How well does it work?
To test how effective my Apple Custom Search Engine is, I decided to try some searches:
First, I tried a search to find out Apple's iPhone sales from the last quarter. This is something I would realistically search for. Searching for "iPhone sales" in my Google Custom Search worked perfectly, bringing back 433 results. A normal Google search for this query brings back 31,100,000 results (half of which are useless).
I decided to try another search, this time using more difficult criteria. The goal of this search was to find the colors of the new iPod Nano. I searched for "iPod nano colors". Again, perfection! This search brought back 180 results, more than enough to find my answer. A Google Search brought back 7,310,000 results (many of the results in the top 30 were not helpful).
As it stands right now, my custom search engine works very well! And as I come across more sites, I can add them to my search engine!

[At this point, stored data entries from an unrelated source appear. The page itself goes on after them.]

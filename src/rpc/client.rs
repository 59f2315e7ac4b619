//! Node RPC client with retry and error classification.
//!
//! # Responsibilities
//! - Route method paths under the configured namespace
//! - Encode request bodies (`{}` when there is no payload)
//! - Classify every attempt: 2xx JSON, API error, transport error, decode error
//! - Delegate retry and cancellation to `resilience::retries`

use std::fmt;
use std::str::FromStr;
use std::sync::Arc;
use std::time::Duration;

use reqwest::header::{HeaderMap, HeaderName, HeaderValue};
use serde::de::DeserializeOwned;
use serde::Serialize;
use url::Url;

use crate::config::schema::{ClientConfig, Namespace, DEFAULT_MAX_BODY_BYTES};
use crate::lifecycle::CancelSignal;
use crate::observability::metrics::{self, Outcome};
use crate::resilience::retries::RetryPolicy;
use crate::rpc::transport::{ReqwestTransport, Transport};
use crate::rpc::{RpcError, RpcResult};

/// Header TronGrid reads the API key from.
pub const API_KEY_HEADER: &str = "TRON-PRO-API-KEY";

/// Route a method path under `default` unless it already names a namespace.
pub fn normalize_path(method: &str, default: Namespace) -> String {
    let path = method.trim().trim_start_matches('/');
    let qualified = [Namespace::Wallet, Namespace::WalletSolidity]
        .iter()
        .any(|ns| path.starts_with(&format!("{}/", ns.as_str())));
    if qualified {
        path.to_string()
    } else {
        format!("{}/{}", default.as_str(), path)
    }
}

struct Inner {
    base_url: String,
    namespace: Namespace,
    visible: bool,
    headers: HeaderMap,
    retry: RetryPolicy,
    max_body_bytes: usize,
    transport: Arc<dyn Transport>,
}

/// Client for a TRON node's HTTP API.
///
/// Cloning is cheap; clones share configuration and the connection pool.
#[derive(Clone)]
pub struct RpcClient {
    inner: Arc<Inner>,
    cancel: CancelSignal,
}

impl RpcClient {
    /// Client for the full node API with default settings.
    pub fn new(base_url: &str) -> RpcResult<Self> {
        Self::builder(base_url).build()
    }

    /// Client for the solidity (confirmed state) API with default settings.
    pub fn solidity(base_url: &str) -> RpcResult<Self> {
        Self::builder(base_url)
            .namespace(Namespace::WalletSolidity)
            .build()
    }

    /// Start building a client.
    pub fn builder(base_url: &str) -> RpcClientBuilder {
        RpcClientBuilder::new(base_url)
    }

    /// Build a client from a loaded configuration.
    pub fn from_config(config: &ClientConfig) -> RpcResult<Self> {
        let rpc = &config.rpc;
        let mut builder = Self::builder(&rpc.base_url)
            .namespace(rpc.namespace)
            .visible(rpc.visible)
            .retry(RetryPolicy::from(&config.retries))
            .max_body_bytes(rpc.max_body_bytes)
            .timeouts(
                Duration::from_secs(rpc.connect_timeout_secs),
                Duration::from_secs(rpc.request_timeout_secs),
            );
        if let Some(key) = &rpc.api_key {
            builder = builder.api_key(key);
        }
        for (name, value) in &rpc.headers {
            builder = builder.header(name, value);
        }
        builder.build()
    }

    /// A clone whose calls observe `signal`.
    pub fn with_cancel(&self, signal: CancelSignal) -> Self {
        Self {
            inner: Arc::clone(&self.inner),
            cancel: signal,
        }
    }

    /// The signal this client observes.
    pub fn cancel_signal(&self) -> &CancelSignal {
        &self.cancel
    }

    /// Default namespace for unqualified paths.
    pub fn namespace(&self) -> Namespace {
        self.inner.namespace
    }

    /// Whether requests ask for Base58 addresses.
    pub fn visible(&self) -> bool {
        self.inner.visible
    }

    /// Retry policy in effect.
    pub fn retry_policy(&self) -> RetryPolicy {
        self.inner.retry
    }

    /// Full URL a method path resolves to.
    pub fn url_for(&self, method: &str) -> RpcResult<Url> {
        let path = normalize_path(method, self.inner.namespace);
        Url::parse(&format!("{}/{}", self.inner.base_url, path))
            .map_err(|e| RpcError::InvalidUrl(format!("{}/{}: {}", self.inner.base_url, path, e)))
    }

    /// Call `method` with `body` and decode the JSON response as `T`.
    ///
    /// A body that serializes to `null` (e.g. `()` or `None`) is sent as `{}`.
    pub async fn call<T, B>(&self, method: &str, body: &B) -> RpcResult<T>
    where
        T: DeserializeOwned,
        B: Serialize + ?Sized,
    {
        let url = self.url_for(method)?;
        let payload = encode_body(body)?;
        let label = normalize_path(method, self.inner.namespace);
        let url = &url;
        let label = label.as_str();

        self.inner
            .retry
            .run(label, &self.cancel, move |attempt| {
                let payload = payload.clone();
                async move {
                    tracing::debug!(method = label, attempt = attempt, "Sending RPC request");
                    self.attempt(url, payload, label).await
                }
            })
            .await
    }

    /// Call `method` without a payload.
    pub async fn call_empty<T: DeserializeOwned>(&self, method: &str) -> RpcResult<T> {
        self.call(method, &()).await
    }

    async fn attempt<T: DeserializeOwned>(
        &self,
        url: &Url,
        payload: Vec<u8>,
        label: &str,
    ) -> RpcResult<T> {
        let response = match self
            .inner
            .transport
            .post_json(url, &self.inner.headers, payload, self.inner.max_body_bytes)
            .await
        {
            Ok(response) => response,
            Err(e) => {
                metrics::record_rpc_request(label, Outcome::Transport);
                return Err(e);
            }
        };

        if !response.is_success() {
            metrics::record_rpc_request(label, Outcome::Api);
            return Err(RpcError::Api {
                status: response.status,
                body: response.body_text(),
            });
        }

        match serde_json::from_slice(&response.body) {
            Ok(value) => {
                metrics::record_rpc_request(label, Outcome::Ok);
                Ok(value)
            }
            Err(e) => {
                metrics::record_rpc_request(label, Outcome::Decode);
                Err(RpcError::Decode {
                    message: e.to_string(),
                    body: response.body_text(),
                })
            }
        }
    }
}

fn encode_body<B: Serialize + ?Sized>(body: &B) -> RpcResult<Vec<u8>> {
    let value = serde_json::to_value(body).map_err(|e| RpcError::Serialize(e.to_string()))?;
    if value.is_null() {
        return Ok(b"{}".to_vec());
    }
    serde_json::to_vec(&value).map_err(|e| RpcError::Serialize(e.to_string()))
}

impl fmt::Debug for RpcClient {
    fn fmt(&self, f: &mut fmt::Formatter<'_>) -> fmt::Result {
        f.debug_struct("RpcClient")
            .field("base_url", &self.inner.base_url)
            .field("namespace", &self.inner.namespace)
            .field("visible", &self.inner.visible)
            .field("retry", &self.inner.retry)
            .finish()
    }
}

/// Builder for [`RpcClient`].
pub struct RpcClientBuilder {
    base_url: String,
    namespace: Namespace,
    visible: bool,
    headers: Vec<(String, String)>,
    retry: RetryPolicy,
    max_body_bytes: usize,
    connect_timeout: Duration,
    request_timeout: Duration,
    transport: Option<Arc<dyn Transport>>,
    cancel: CancelSignal,
}

impl RpcClientBuilder {
    fn new(base_url: &str) -> Self {
        Self {
            base_url: base_url.trim().trim_end_matches('/').to_string(),
            namespace: Namespace::Wallet,
            visible: false,
            headers: Vec::new(),
            retry: RetryPolicy::default(),
            max_body_bytes: DEFAULT_MAX_BODY_BYTES,
            connect_timeout: Duration::from_secs(6),
            request_timeout: Duration::from_secs(12),
            transport: None,
            cancel: CancelSignal::never(),
        }
    }

    /// Namespace for unqualified method paths.
    pub fn namespace(mut self, namespace: Namespace) -> Self {
        self.namespace = namespace;
        self
    }

    /// Ask the node for Base58 addresses.
    pub fn visible(mut self, visible: bool) -> Self {
        self.visible = visible;
        self
    }

    /// Add a header sent with every request.
    pub fn header(mut self, name: &str, value: &str) -> Self {
        self.headers.push((name.to_string(), value.to_string()));
        self
    }

    /// Send a TronGrid API key.
    pub fn api_key(self, key: &str) -> Self {
        self.header(API_KEY_HEADER, key)
    }

    /// Retry policy.
    pub fn retry(mut self, retry: RetryPolicy) -> Self {
        self.retry = retry;
        self
    }

    /// Response body cap.
    pub fn max_body_bytes(mut self, max: usize) -> Self {
        self.max_body_bytes = max;
        self
    }

    /// Connect and total request timeouts for the default transport.
    pub fn timeouts(mut self, connect: Duration, request: Duration) -> Self {
        self.connect_timeout = connect;
        self.request_timeout = request;
        self
    }

    /// Use a custom transport instead of the default reqwest client.
    pub fn transport(mut self, transport: Arc<dyn Transport>) -> Self {
        self.transport = Some(transport);
        self
    }

    /// Cancellation signal observed by the built client.
    pub fn cancel(mut self, signal: CancelSignal) -> Self {
        self.cancel = signal;
        self
    }

    /// Validate settings and build the client.
    pub fn build(self) -> RpcResult<RpcClient> {
        Url::parse(&self.base_url)
            .map_err(|e| RpcError::InvalidUrl(format!("{}: {}", self.base_url, e)))?;

        let mut headers = HeaderMap::new();
        for (name, value) in &self.headers {
            let name = HeaderName::from_str(name)
                .map_err(|e| RpcError::InvalidHeader(format!("{}: {}", name, e)))?;
            let value = HeaderValue::from_str(value)
                .map_err(|e| RpcError::InvalidHeader(format!("{}: {}", name, e)))?;
            headers.insert(name, value);
        }

        let transport = match self.transport {
            Some(transport) => transport,
            None => Arc::new(ReqwestTransport::new(self.connect_timeout, self.request_timeout)?),
        };

        tracing::debug!(
            base_url = %self.base_url,
            namespace = %self.namespace,
            max_retries = self.retry.max_retries,
            "RPC client initialized"
        );

        Ok(RpcClient {
            inner: Arc::new(Inner {
                base_url: self.base_url,
                namespace: self.namespace,
                visible: self.visible,
                headers,
                retry: self.retry,
                max_body_bytes: self.max_body_bytes,
                transport,
            }),
            cancel: self.cancel,
        })
    }
}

I also created my Apple search engine in Topicle, which is almost identical to my Google Custom Search above. Topicle offers a nicer homepage for the search. As well, it is easier to customize and add new websites. However, it doesn't sync with your Google account (which Google Custom Search does), which, for me, gives Google Custom Search the edge.
Repeating my search for "iPhone sales" found me 659 results. Given that the two search engines are practically identical (Topicle uses Google Custom Search), I do not understand why this number is so much different than the 433 results from before. Regardless, the Topicle results were applicable as well!
Custom search engines are amazing! The best part is that as I work more and more on my term project, I can continue to add useful websites (just like my blogroll). I am absolutely certain that you personally can use this resource to your advantage. For instance, after my work on my Apple Custom Search, I created another for Health and Fitness. I am a frequent reader of Men's Health and I exercise 3-4 days a week, so I like to do a lot of research to stay healthy. I like to change all of my exercise routines every month, so I normally do a lot of web searching. I created this to use whenever I have questions regarding anything in this area. Instead of searching Google and receiving millions of answers (which requires time to filter through), I can search the sites that I love and that I know have the answers I want. Try it out!